I spent Thursday and Friday in MA visiting with Dad, filling in the nursing home's social worker on his drinking, home situation, mobility, and helping Dad sort through some bills that urgently needed paying (and seeing first hand the disarray his finances are in). I also spoke often with various relatives and friends. Everyone is holding up hope that the stepmonster's death will be the pivitol event to help dad turn around his drinking, improve his health, get his knee replacement, regain his mobility. I feel like Cassandra.
Dad asked the housekeeper (who told me) to hide his booze so I wouldn't throw it away. When I asked directly about his intentions of staying sober, he said he wasn't going to stop drinking. When I pursued it, he said that his doctor would like him to drink less, to not drink every day. I got no indication that Dad was willing to cut back even that much. I found receipts from the local liquor store that indicated deliveries of 1.75 L bottles of gin about once a week, in his and hers brands. His wife is dead and he's not hit bottom yet.
I'm furious, I'm upset, I'm exhausted. I'm shuttling between feeling like I'm neglecting my father, anger at having to deal with all of this, anger at myself for my own financial shortcomings in the face of his financial disarray, self pity for all that has gone before and is yet to come, and resentment that people I neither felt wanted by or safe with (who should have been sources of both) somehow need me to treat them with compassion. And yet, I also get the feeling that Dad wants nothing more from me than to be left alone with his gin.

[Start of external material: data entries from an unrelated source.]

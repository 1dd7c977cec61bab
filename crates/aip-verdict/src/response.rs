use serde::Deserialize;

#[derive(Debug, Deserialize)]
pub struct RawConcern {
    pub category: String,
    pub severity: String,
    pub description: String,
    pub evidence: String,
    #[serde(default)]
    pub relevant_card_field: Option<String>,
    #[serde(default)]
    pub relevant_conscience_value: Option<String>,
}

#[derive(Debug, Deserialize)]
pub struct RawConscienceContext {
    #[serde(default)]
    pub values_checked: Vec<String>,
    #[serde(default)]
    pub conflicts: Vec<String>,
    #[serde(default)]
    pub supports: Vec<String>,
    #[serde(default)]
    pub considerations: Vec<String>,
    pub consultation_depth: String,
}

#[derive(Debug, Deserialize)]
pub struct RawAnalysisResponse {
    pub verdict: String,
    #[serde(default)]
    pub concerns: Vec<RawConcern>,
    pub reasoning_summary: String,
    pub conscience_context: RawConscienceContext,
}
use aip_schemas::{ExtractedThinking, ExtractionMethod};
use serde_json::Value;

use crate::adapter::ProviderAdapter;
use crate::stream::{parse_events, reconstruct_blocks_by_index};

const BLOCK_SEPARATOR: &str = "\n\n---\n\n";

/// Providers that emit a typed content array where reasoning entries carry
/// `type: "thinking"` alongside a `thinking` text field (Anthropic's shape).
pub struct NativeThinkingAdapter {
    provider: &'static str,
}

impl NativeThinkingAdapter {
    pub fn new(provider: &'static str) -> Self {
        NativeThinkingAdapter { provider }
    }
}

impl ProviderAdapter for NativeThinkingAdapter {
    fn provider(&self) -> &'static str {
        self.provider
    }

    fn extract_from_body(&self, body: &str, model: &str) -> Option<ExtractedThinking> {
        let parsed: Value = serde_json::from_str(body).ok()?;
        let content = parsed.get("content")?.as_array()?;

        let blocks: Vec<&str> = content
            .iter()
            .filter(|block| block.get("type").and_then(Value::as_str) == Some("thinking"))
            .filter_map(|block| block.get("thinking").and_then(Value::as_str))
            .collect();

        if blocks.is_empty() {
            return None;
        }

        Some(ExtractedThinking {
            content: blocks.join(BLOCK_SEPARATOR),
            provider: self.provider.to_string(),
            model: model.to_string(),
            extraction_method: ExtractionMethod::NativeThinking,
            confidence: ExtractionMethod::NativeThinking.confidence(),
            truncated: false,
        })
    }

    fn extract_from_stream(&self, body: &str, model: &str) -> Option<ExtractedThinking> {
        let events = parse_events(body);
        let blocks = reconstruct_blocks_by_index(&events, "type", "thinking");

        let texts: Vec<String> = blocks
            .into_values()
            .filter(|(kind, _)| kind == "thinking")
            .map(|(_, text)| text)
            .filter(|text| !text.is_empty())
            .collect();

        if texts.is_empty() {
            return None;
        }

        Some(ExtractedThinking {
            content: texts.join(BLOCK_SEPARATOR),
            provider: self.provider.to_string(),
            model: model.to_string(),
            extraction_method: ExtractionMethod::NativeThinking,
            confidence: ExtractionMethod::NativeThinking.confidence(),
            truncated: false,
        })
    }
}

#[cfg(test)]
mod tests {
    use super::*;

    #[test]
    fn extracts_single_thinking_block() {
        let adapter = NativeThinkingAdapter::new("anthropic");
        let body = r#"{"content":[{"type":"thinking","thinking":"first I should check the scope"},{"type":"text","text":"done"}]}"#;
        let extracted = adapter.extract_from_body(body, "claude-3").unwrap();
        assert_eq!(extracted.content, "first I should check the scope");
        assert_eq!(extracted.confidence, 1.0);
    }

    #[test]
    fn joins_multiple_thinking_blocks() {
        let adapter = NativeThinkingAdapter::new("anthropic");
        let body = r#"{"content":[{"type":"thinking","thinking":"a"},{"type":"thinking","thinking":"b"}]}"#;
        let extracted = adapter.extract_from_body(body, "claude-3").unwrap();
        assert_eq!(extracted.content, "a\n\n---\n\nb");
    }

    #[test]
    fn returns_none_when_no_thinking_blocks() {
        let adapter = NativeThinkingAdapter::new("anthropic");
        let body = r#"{"content":[{"type":"text","text":"just an answer"}]}"#;
        assert!(adapter.extract_from_body(body, "claude-3").is_none());
    }

    #[test]
    fn returns_none_on_malformed_json() {
        let adapter = NativeThinkingAdapter::new("anthropic");
        assert!(adapter.extract_from_body("not json", "claude-3").is_none());
    }

    #[test]
    fn stream_reconstructs_thinking_block() {
        let adapter = NativeThinkingAdapter::new("anthropic");
        let body = concat!(
            "data: {\"type\":\"content_block_start\",\"index\":0,\"content_block\":{\"type\":\"thinking\"}}\n",
            "data: {\"type\":\"content_block_delta\",\"index\":0,\"delta\":{\"thinking\":\"reasoning\"}}\n",
        );
        let extracted = adapter.extract_from_stream(body, "claude-3").unwrap();
        assert_eq!(extracted.content, "reasoning");
    }
}
//! Recovers an agent's thinking block from heterogeneous provider payloads.
//!
//! Three structured shapes are supported natively — a typed content array
//! with reasoning entries, a dedicated `reasoning_content` field, and a
//! parts list with a boolean reasoning flag — plus a heuristic fallback for
//! anything else. Adapters never log extracted content, only which shape
//! matched and at what confidence.

mod adapter;
mod explicit_reasoning;
mod fallback;
mod native_thinking;
mod parts_with_flag;
mod registry;
mod stream;

pub use adapter::ProviderAdapter;
pub use explicit_reasoning::ExplicitReasoningAdapter;
pub use fallback::HeuristicFallbackAdapter;
pub use native_thinking::NativeThinkingAdapter;
pub use parts_with_flag::PartsWithFlagAdapter;
pub use registry::ProviderRegistry;
pub use stream::{parse_events, reconstruct_blocks_by_index};
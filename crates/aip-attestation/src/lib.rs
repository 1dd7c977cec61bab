//! Tamper-evident attestation for integrity checkpoints: deterministic
//! chain hashing, Merkle inclusion proofs, and Ed25519-signed certificates
//! with an offline verifier.

mod certificate;
mod chain;
mod commitments;
mod error;
mod merkle;

pub use certificate::{
    issue_certificate, verify_certificate, CertificateInputs, VerificationChecks,
};
pub use chain::{compute_chain_hash, IntegrityChain};
pub use commitments::{card_hash, combined_commitment, context_hash, values_hash};
pub use error::AttestationError;
pub use merkle::{verify_proof, MerkleTree};
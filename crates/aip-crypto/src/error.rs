use thiserror::Error;

/// Errors raised by the hashing, signing and comparison primitives.
#[derive(Debug, Error)]
pub enum CryptoError {
    #[error("invalid public key bytes: {0}")]
    InvalidPublicKey(String),

    #[error("invalid signature bytes: {0}")]
    InvalidSignature(String),

    #[error("signature verification failed")]
    VerificationFailed,

    #[error("invalid hex encoding: {0}")]
    InvalidHex(String),

    #[error("invalid base64 encoding: {0}")]
    InvalidBase64(String),
}
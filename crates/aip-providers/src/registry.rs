use std::collections::HashMap;

use aip_schemas::ExtractedThinking;

use crate::adapter::ProviderAdapter;
use crate::explicit_reasoning::ExplicitReasoningAdapter;
use crate::fallback::HeuristicFallbackAdapter;
use crate::native_thinking::NativeThinkingAdapter;
use crate::parts_with_flag::PartsWithFlagAdapter;

/// Holds every registered provider adapter, keyed by provider name, with a
/// heuristic fallback always available as the universal default.
pub struct ProviderRegistry {
    adapters: HashMap<&'static str, Box<dyn ProviderAdapter + Send + Sync>>,
    fallback: HeuristicFallbackAdapter,
}

impl ProviderRegistry {
    /// Builds a registry pre-populated with the three known provider families.
    pub fn with_defaults() -> Self {
        let mut registry = ProviderRegistry {
            adapters: HashMap::new(),
            fallback: HeuristicFallbackAdapter,
        };
        registry.register(Box::new(NativeThinkingAdapter::new("anthropic")));
        registry.register(Box::new(ExplicitReasoningAdapter::new("deepseek")));
        registry.register(Box::new(PartsWithFlagAdapter::new("google")));
        registry
    }

    /// Registers or replaces the adapter for its own provider name.
    pub fn register(&mut self, adapter: Box<dyn ProviderAdapter + Send + Sync>) {
        self.adapters.insert(adapter.provider(), adapter);
    }

    /// Returns the adapter registered for `name`, or the fallback if unknown.
    pub fn get(&self, name: &str) -> &(dyn ProviderAdapter + Send + Sync) {
        match self.adapters.get(name) {
            Some(adapter) => adapter.as_ref(),
            None => &self.fallback,
        }
    }

    pub fn providers(&self) -> Vec<&'static str> {
        self.adapters.keys().copied().collect()
    }

    /// Matches substrings of a lowercased endpoint URL to a known provider.
    pub fn detect_from_url(url: &str) -> Option<&'static str> {
        let lowered = url.to_lowercase();
        if lowered.contains("anthropic") {
            Some("anthropic")
        } else if lowered.contains("openai") {
            Some("openai")
        } else if lowered.contains("deepseek") {
            Some("deepseek")
        } else if lowered.contains("generativelanguage") || lowered.contains("google") {
            Some("google")
        } else {
            None
        }
    }

    /// Extracts thinking from a complete body, trying the named provider
    /// first and falling back to the heuristic adapter on a miss.
    pub fn extract_from_body(&self, provider: &str, body: &str, model: &str) -> Option<ExtractedThinking> {
        self.get(provider)
            .extract_from_body(body, model)
            .or_else(|| self.fallback.extract_from_body(body, model))
    }

    /// Extracts thinking from an event-stream body, with the same fallback.
    pub fn extract_from_stream(&self, provider: &str, body: &str, model: &str) -> Option<ExtractedThinking> {
        self.get(provider)
            .extract_from_stream(body, model)
            .or_else(|| self.fallback.extract_from_stream(body, model))
    }
}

Fortunately, I was able to take a few days break in New Haven and let Bytchearse glue me back together.
Services and interment for the stepmonster will occur at some point in the spring. As odd as it sounds, their tiny town needs to wait until spring to dig a hole in the ground.
Dad will indeed be strong enough to go back home by the middle of next week. Grief-wise, he's clearly still in denial. I expect it will hit him when he goes home. With the housekeeper stopping in daily, visiting health care aides to continue PT and change the dressings on his legs, meals on wheels, the chair lift, and someone to drive him when he needs to get around his environment is considered acceptable. I expect we'll be rinsing and repeating the drinking-hospital-rehab-home cycle several more times this year.
I'm limiting the amount of time I spend dealing with this per day, and I think I've used up today's allowance.